Graphs with drake

Visualize your workflow.

William Michael Landau

2017-11-05

Drake has powerful visuals to help you understand and plan your workflow. The workflow plan graph is interactive. Click, drag, hover, zoom, and pan. Use either the mouse or the green buttons near the bottom.

1 Dependency reactivity

Initially, your entire project is out of date.

library(drake)
load_basic_example()
plot_graph(my_plan)

In the previous graph, all the targets were out of date. But after a make(), we will be all caught up, and the graph will show you.

make(my_plan, jobs = 4)
plot_graph(my_plan)

But when you change a dependency, you throw some targets out of date until you call make(my_plan) again.

reg2 <- function(d){
  d$x3 <- d$x ^ 3
  lm(y ~ x3, data = d)
}
plot_graph(my_plan)

2 Subgraphs

Graphs can grow enormous for serious projects, so there are multiple ways to focus on a manageable subgraph. The most brute-force way is to just pick a manual subset of nodes to show. However, with the subset argument, plot_graph() is prone to losing intermediate nodes and thus dropping edges.

plot_graph(my_plan, subset = c("regression2_small", "'report.md'"))

The other subgraph functionality is much better at preserving connectedness. Use targets_only to ignore the imports.

plot_graph(my_plan, targets_only = TRUE)

Similarly, you can just show downstream nodes.

plot_graph(my_plan, from = c("regression2_small", "regression2_large"))

Or upstream ones.

plot_graph(my_plan, from = "small", mode = "in")

In fact, let’s just take a small neighborhood around a target in both directions.

plot_graph(my_plan, from = "small", mode = "all", order = 1)

The report.md node is drawn in somewhat, but it is still the farthest right in order to communicate drake’s parallel computing strategy.

3 Parallel computing laid bare

Drake shows its parallel computing strategy plainly in the graph.

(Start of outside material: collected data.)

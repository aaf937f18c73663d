//! Key layout of the hologram store.
//!
//! ```text
//! holograms                  -> list   names of all active holograms
//! holograms.<name>.location  -> text   encoded location
//! holograms.<name>.lines     -> list   raw line texts, top to bottom
//! ```

/// Key of the list holding every persisted hologram name.
pub const HOLOGRAMS: &str = "holograms";

pub fn location(name: &str) -> String {
    format!("{HOLOGRAMS}.{name}.location")
}

pub fn lines(name: &str) -> String {
    format!("{HOLOGRAMS}.{name}.lines")
}

/// Hologram name of a `location` or `lines` key; `None` for any other key.
pub fn record_name(key: &str) -> Option<&str> {
    let rest = key.strip_prefix(HOLOGRAMS)?.strip_prefix('.')?;
    rest.strip_suffix(".location")
        .or_else(|| rest.strip_suffix(".lines"))
        .filter(|name| !name.is_empty())
}
//! Runtime side of the hologram system.
//!
//! This crate owns the in-memory registry of active holograms and keeps it in
//! sync with a host-provided key/value store. Hosts embed
//! [`HologramRegistry`], hand it their collaborators through
//! [`HostServices`], and drive it from their plugin lifecycle.
//!
//! Modules are organized by responsibility:
//! - [`registry`] hosts the registry and its load/save protocol
//! - [`storage`] defines the store contract plus memory and file backends
//! - [`host`] bundles injected host services and an in-memory spawner
//! - [`config`] and [`error`] provide the ambient configuration and errors
pub mod config;
pub mod error;
pub mod host;
pub mod registry;
pub mod storage;

pub use config::RegistryConfig;
pub use error::{RegistryError, Result};
pub use host::{HostServices, InMemoryEntitySpawner, SpawnedEntity};
pub use registry::HologramRegistry;
pub use storage::{
    ConfigStore, FileStorage, FileStore, InMemoryStorage, InMemoryStore, StorageProvider,
    StoreError, StoreValue,
};
//! Load a store through the registry
//!
//! Runs the same load the host performs, against an in-memory spawner, so
//! records that would be skipped show up as warnings before a server start.

use anyhow::{Context, Result};
use clap::Parser;
use console::style;
use std::collections::BTreeSet;
use std::path::PathBuf;
use std::sync::Arc;

use hologram_core::normalize_name;
use hologram_runtime::storage::keys;
use hologram_runtime::{
    ConfigStore, FileStorage, HologramRegistry, HostServices, InMemoryEntitySpawner,
    StorageProvider,
};

use crate::utils;

/// Load a hologram store and report what survives
#[derive(Parser)]
pub struct Check {
    /// Store file to check (defaults to $HOLOGRAMS_DATA_DIR/$HOLOGRAMS_STORE.json)
    #[arg(short, long, value_name = "FILE")]
    file: Option<PathBuf>,

    /// Exit with an error if any listed hologram fails to load
    #[arg(long)]
    strict: bool,
}

impl Check {
    pub fn execute(self) -> Result<()> {
        tracing_subscriber::fmt()
            .with_env_filter(
                tracing_subscriber::EnvFilter::from_default_env()
                    .add_directive(tracing::Level::INFO.into()),
            )
            .with_writer(std::io::stderr)
            .init();

        let path = utils::store_file(self.file);
        if !path.exists() {
            anyhow::bail!("Store file not found: {}", path.display());
        }
        let config = utils::config_for(&path)?;

        let storage = Arc::new(
            FileStorage::new(&config.data_dir)
                .with_context(|| format!("Failed to open {}", config.data_dir.display()))?,
        );
        let listed = storage
            .open(&config.store_name)?
            .get_list(keys::HOLOGRAMS)?
            .map_or(0, |names| distinct_names(&names));

        let spawner = Arc::new(InMemoryEntitySpawner::new());
        let mut registry =
            HologramRegistry::new(HostServices::with_defaults(storage, spawner.clone()), config)?;
        registry.load()?;

        let loaded = registry.active_holograms().len();
        println!(
            "{} {}/{} holograms, {} entities",
            style("Loaded:").bold().cyan(),
            loaded,
            listed,
            spawner.live_count()
        );

        if loaded < listed {
            let message = format!("{} holograms would be skipped", listed - loaded);
            if self.strict {
                anyhow::bail!(message);
            }
            println!("{}", style(message).yellow());
        } else {
            println!("{}", style("All listed holograms load").green());
        }

        registry.shutdown();
        Ok(())
    }
}

/// Number of holograms a name list describes; case variants count once.
fn distinct_names(names: &[String]) -> usize {
    names
        .iter()
        .map(|name| normalize_name(name))
        .collect::<BTreeSet<_>>()
        .len()
}
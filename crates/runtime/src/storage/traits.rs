//! Storage contracts shared by every backend.

use serde::{Deserialize, Serialize};

use super::{Result, StoreError};

/// A value in the property tree.
#[derive(Clone, Debug, PartialEq, Eq, Serialize, Deserialize, strum::IntoStaticStr)]
#[serde(untagged)]
#[strum(serialize_all = "snake_case")]
pub enum StoreValue {
    Text(String),
    List(Vec<String>),
}

impl StoreValue {
    pub fn kind(&self) -> &'static str {
        self.into()
    }
}

impl From<String> for StoreValue {
    fn from(value: String) -> Self {
        Self::Text(value)
    }
}

impl From<&str> for StoreValue {
    fn from(value: &str) -> Self {
        Self::Text(value.to_string())
    }
}

impl From<Vec<String>> for StoreValue {
    fn from(value: Vec<String>) -> Self {
        Self::List(value)
    }
}

/// Flat, string-keyed configuration store.
///
/// Keys are opaque dotted paths; the registry decides the layout (see
/// [`keys`](super::keys)). Implementations persist on every write; there is
/// no explicit flush.
pub trait ConfigStore: Send + Sync {
    /// Read a value; `None` if the key was never set or was deleted.
    fn get(&self, key: &str) -> Result<Option<StoreValue>>;

    /// Write a value, replacing whatever the key held.
    fn set(&self, key: &str, value: StoreValue) -> Result<()>;

    /// Remove a key. Missing keys are not an error.
    fn delete(&self, key: &str) -> Result<()>;

    /// Every key currently present, sorted.
    fn keys(&self) -> Result<Vec<String>>;

    /// Read a text value, failing if the key holds a list.
    fn get_text(&self, key: &str) -> Result<Option<String>> {
        match self.get(key)? {
            None => Ok(None),
            Some(StoreValue::Text(text)) => Ok(Some(text)),
            Some(other) => Err(StoreError::TypeMismatch {
                key: key.to_string(),
                expected: "text",
                found: other.kind(),
            }),
        }
    }

    /// Read a list value, failing if the key holds text.
    fn get_list(&self, key: &str) -> Result<Option<Vec<String>>> {
        match self.get(key)? {
            None => Ok(None),
            Some(StoreValue::List(list)) => Ok(Some(list)),
            Some(other) => Err(StoreError::TypeMismatch {
                key: key.to_string(),
                expected: "list",
                found: other.kind(),
            }),
        }
    }
}

/// Opens named stores.
///
/// Opening the same name twice must observe the same persisted data; this is
/// how the registry re-reads its configuration on reload.
pub trait StorageProvider: Send + Sync {
    fn open(&self, name: &str) -> Result<Box<dyn ConfigStore>>;
}
//! World locations and their string encoding.
use std::fmt;

/// Point in world space, in blocks.
#[derive(Clone, Copy, Debug, PartialEq, Default)]
pub struct Position {
    pub x: f64,
    pub y: f64,
    pub z: f64,
}

impl Position {
    pub const ORIGIN: Self = Self {
        x: 0.0,
        y: 0.0,
        z: 0.0,
    };

    pub fn new(x: f64, y: f64, z: f64) -> Self {
        Self { x, y, z }
    }

    /// Returns this position shifted down by `distance` blocks.
    pub fn below(self, distance: f64) -> Self {
        Self {
            y: self.y - distance,
            ..self
        }
    }
}

impl fmt::Display for Position {
    fn fmt(&self, f: &mut fmt::Formatter<'_>) -> fmt::Result {
        write!(f, "({}, {}, {})", self.x, self.y, self.z)
    }
}

/// Position inside a named world, with a facing direction.
#[derive(Clone, Debug, PartialEq)]
pub struct Location {
    pub world: String,
    pub position: Position,
    pub yaw: f32,
    pub pitch: f32,
}

impl Location {
    pub fn new(world: impl Into<String>, position: Position) -> Self {
        Self {
            world: world.into(),
            position,
            yaw: 0.0,
            pitch: 0.0,
        }
    }

    pub fn with_rotation(mut self, yaw: f32, pitch: f32) -> Self {
        self.yaw = yaw;
        self.pitch = pitch;
        self
    }

    /// Same world and facing, position moved down by `distance`.
    pub fn below(&self, distance: f64) -> Self {
        Self {
            position: self.position.below(distance),
            ..self.clone()
        }
    }
}

impl fmt::Display for Location {
    fn fmt(&self, f: &mut fmt::Formatter<'_>) -> fmt::Result {
        write!(f, "{}{}", self.world, self.position)
    }
}

/// Reasons a stored location string cannot be turned back into a [`Location`].
#[derive(Clone, Debug, PartialEq, Eq, thiserror::Error)]
pub enum LocationError {
    #[error("location string is empty")]
    Empty,

    #[error("location has no world name")]
    MissingWorld,

    #[error("expected 4 or 6 comma-separated fields, found {0}")]
    FieldCount(usize),

    #[error("field `{field}` is not a finite number: {value:?}")]
    InvalidNumber { field: &'static str, value: String },
}

/// Converts locations to and from their persisted string form.
pub trait LocationCodec: Send + Sync {
    fn encode(&self, location: &Location) -> String;

    fn decode(&self, encoded: &str) -> Result<Location, LocationError>;
}

/// `world,x,y,z,yaw,pitch` encoding.
///
/// Yaw and pitch may be omitted when decoding and default to zero. `%` and `,`
/// in the world name are written as `%25` and `%2C`.
#[derive(Clone, Copy, Debug, Default)]
pub struct CsvLocationCodec;

impl CsvLocationCodec {
    fn number<T>(field: &'static str, raw: &str) -> Result<T, LocationError>
    where
        T: std::str::FromStr + Into<f64> + Copy,
    {
        let value: T = raw
            .trim()
            .parse()
            .map_err(|_| LocationError::InvalidNumber {
                field,
                value: raw.to_string(),
            })?;
        if !value.into().is_finite() {
            return Err(LocationError::InvalidNumber {
                field,
                value: raw.to_string(),
            });
        }
        Ok(value)
    }
}

impl LocationCodec for CsvLocationCodec {
    fn encode(&self, location: &Location) -> String {
        let Position { x, y, z } = location.position;
        format!(
            "{},{},{},{},{},{}",
            escape_world(&location.world),
            x,
            y,
            z,
            location.yaw,
            location.pitch
        )
    }

    fn decode(&self, encoded: &str) -> Result<Location, LocationError> {
        if encoded.trim().is_empty() {
            return Err(LocationError::Empty);
        }

        let fields: Vec<&str> = encoded.split(',').collect();
        if fields.len() != 4 && fields.len() != 6 {
            return Err(LocationError::FieldCount(fields.len()));
        }

        let world = fields[0].trim();
        if world.is_empty() {
            return Err(LocationError::MissingWorld);
        }

        let position = Position::new(
            Self::number::<f64>("x", fields[1])?,
            Self::number::<f64>("y", fields[2])?,
            Self::number::<f64>("z", fields[3])?,
        );

        let mut location = Location::new(unescape_world(world), position);
        if fields.len() == 6 {
            location = location.with_rotation(
                Self::number::<f32>("yaw", fields[4])?,
                Self::number::<f32>("pitch", fields[5])?,
            );
        }

        Ok(location)
    }
}

fn escape_world(world: &str) -> String {
    world.replace('%', "%25").replace(',', "%2C")
}

fn unescape_world(world: &str) -> String {
    world.replace("%2C", ",").replace("%25", "%")
}
//! Error types raised by storage implementations.

use thiserror::Error;

/// Errors surfaced by [`ConfigStore`](super::ConfigStore) implementations.
#[derive(Debug, Error)]
pub enum StoreError {
    #[error("store lock was poisoned")]
    LockPoisoned,

    #[error("I/O error: {0}")]
    Io(#[from] std::io::Error),

    #[error("JSON error: {0}")]
    Json(String),

    #[error("key `{key}` holds a {found} value, expected {expected}")]
    TypeMismatch {
        key: String,
        expected: &'static str,
        found: &'static str,
    },
}

pub type Result<T> = std::result::Result<T, StoreError>;
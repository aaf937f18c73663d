//! In-memory storage for tests and local runs.

use std::collections::{BTreeMap, HashMap};
use std::sync::{Arc, RwLock};

use super::{ConfigStore, Result, StorageProvider, StoreError, StoreValue};

type Tree = Arc<RwLock<BTreeMap<String, StoreValue>>>;

/// In-memory [`StorageProvider`].
///
/// Every store name maps to one shared tree, so re-opening a store sees what
/// previous handles wrote. Nothing survives the process.
#[derive(Default)]
pub struct InMemoryStorage {
    stores: RwLock<HashMap<String, Tree>>,
}

impl InMemoryStorage {
    pub fn new() -> Self {
        Self::default()
    }
}

impl StorageProvider for InMemoryStorage {
    fn open(&self, name: &str) -> Result<Box<dyn ConfigStore>> {
        let mut stores = self
            .stores
            .write()
            .map_err(|_| StoreError::LockPoisoned)?;
        let tree = stores.entry(name.to_string()).or_default().clone();
        Ok(Box::new(InMemoryStore { tree }))
    }
}

/// Handle to one in-memory tree.
#[derive(Clone, Default)]
pub struct InMemoryStore {
    tree: Tree,
}

impl InMemoryStore {
    pub fn new() -> Self {
        Self::default()
    }
}

impl ConfigStore for InMemoryStore {
    fn get(&self, key: &str) -> Result<Option<StoreValue>> {
        let tree = self.tree.read().map_err(|_| StoreError::LockPoisoned)?;
        Ok(tree.get(key).cloned())
    }

    fn set(&self, key: &str, value: StoreValue) -> Result<()> {
        let mut tree = self.tree.write().map_err(|_| StoreError::LockPoisoned)?;
        tree.insert(key.to_string(), value);
        Ok(())
    }

    fn delete(&self, key: &str) -> Result<()> {
        let mut tree = self.tree.write().map_err(|_| StoreError::LockPoisoned)?;
        tree.remove(key);
        Ok(())
    }

    fn keys(&self) -> Result<Vec<String>> {
        let tree = self.tree.read().map_err(|_| StoreError::LockPoisoned)?;
        Ok(tree.keys().cloned().collect())
    }
}
//! Utility functions for xtask commands

use std::path::{Path, PathBuf};

use anyhow::{Context, Result};
use hologram_runtime::RegistryConfig;

/// Resolve the store file: explicit path, or the one configured by the environment.
pub fn store_file(file: Option<PathBuf>) -> PathBuf {
    file.unwrap_or_else(|| RegistryConfig::from_env().store_path())
}

/// Split a store file into the registry config that opens it.
pub fn config_for(file: &Path) -> Result<RegistryConfig> {
    let store_name = file
        .file_stem()
        .and_then(|stem| stem.to_str())
        .with_context(|| format!("Store file has no usable name: {}", file.display()))?;
    let data_dir = file
        .parent()
        .filter(|dir| !dir.as_os_str().is_empty())
        .unwrap_or_else(|| Path::new("."));

    Ok(RegistryConfig::new(data_dir, store_name))
}
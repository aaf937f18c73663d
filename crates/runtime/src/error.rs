//! Errors surfaced by the registry API.
//!
//! Per-record problems found while loading are logged and skipped, so they
//! never show up here. What remains are storage failures, which are passed
//! through untouched, and misuse of the API.
use thiserror::Error;

pub use crate::storage::StoreError;

pub type Result<T> = std::result::Result<T, RegistryError>;

#[derive(Debug, Error)]
pub enum RegistryError {
    #[error(transparent)]
    Storage(#[from] StoreError),

    #[error("no active hologram named `{0}`")]
    UnknownHologram(String),
}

When you call make(my_plan, jobs = 4), the work proceeds in chronological order from left to right in the above graph. The items are built or imported column by column in sequence, and up-to-date targets are skipped. Within each column, the targets/objects are all independent of each other conditional on the previous steps, so they are distributed over the 4 available parallel jobs/workers. Assuming the targets are rate-limiting (as opposed to imported objects), the next make(..., jobs = 4) should be faster than make(..., jobs = 1), but it would be superfluous to use more than 4 jobs.

The division of targets into parallelizable stages depends on the kind of parallelism you use. Even the small workflow plan below is affected.

f <- function(x){
  x
}
small_plan <- workplan(a = 1, b = f(2))
small_plan
##   target command
## 1      a       1
## 2      b    f(2)
plot_graph(small_plan)

However, for any kind of distributed parallelism option such as "Makefile" or "future_lapply", all the imports are processed before any of the targets are built. For the small workflow, this puts both targets in the same parallelizable stage.

plot_graph(small_plan, parallelism = "future_lapply")

You can list the distributed backends quickly, or you can read the parallelism vignette.

parallelism_choices()
## [1] "parLapply"     "mclapply"      "Makefile"      "future_lapply"
parallelism_choices(distributed_only = TRUE)
## [1] "Makefile"      "future_lapply"

The help file of parallelism_choices() is particularly detailed.

?parallelism_choices

4 Finer control

We have only scratched the surface of plot_graph(), there is much more functionality documented in the help file (?plot_graph). In addition, dataframes_graph() outputs a list of nodes, edges, and legend nodes that you can modify and then feed right into your own visNetwork graph.